- _TASK TO COMPLETE_
Here is a listing. Write it out again without a single difference.

- _DATA_
--- START ---

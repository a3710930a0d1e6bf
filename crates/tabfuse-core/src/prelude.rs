//! Convenient re-exports for downstream crates.

pub use crate::config::ServiceConfig;
pub use crate::error::{Error, Result};
pub use crate::hash::{table_digest, Hash256};
pub use crate::id::TaskId;
pub use crate::record::{ColumnInfo, MergedRecord};
pub use crate::schema::{ColumnKind, Field};
pub use crate::task::{DataSourceSpec, FieldFilter, Task, TaskStatus};
pub use crate::types::{Column, Scalar, Table};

--- END ---

- _ANSWER_
repository a3710930a0d1e6bf
filename crates/tabfuse-core/src/prelude.rs
//! Convenient re-exports for downstream crates.

pub use crate::config::ServiceConfig;
pub use crate::error::{Error, Result};
pub use crate::hash::{table_digest, Hash256};
pub use crate::id::TaskId;
pub use crate::record::{ColumnInfo, MergedRecord};
pub use crate::schema::{ColumnKind, Field};
pub use crate::task::{DataSourceSpec, FieldFilter, Task, TaskStatus};
pub use crate::types::{Column, Scalar, Table};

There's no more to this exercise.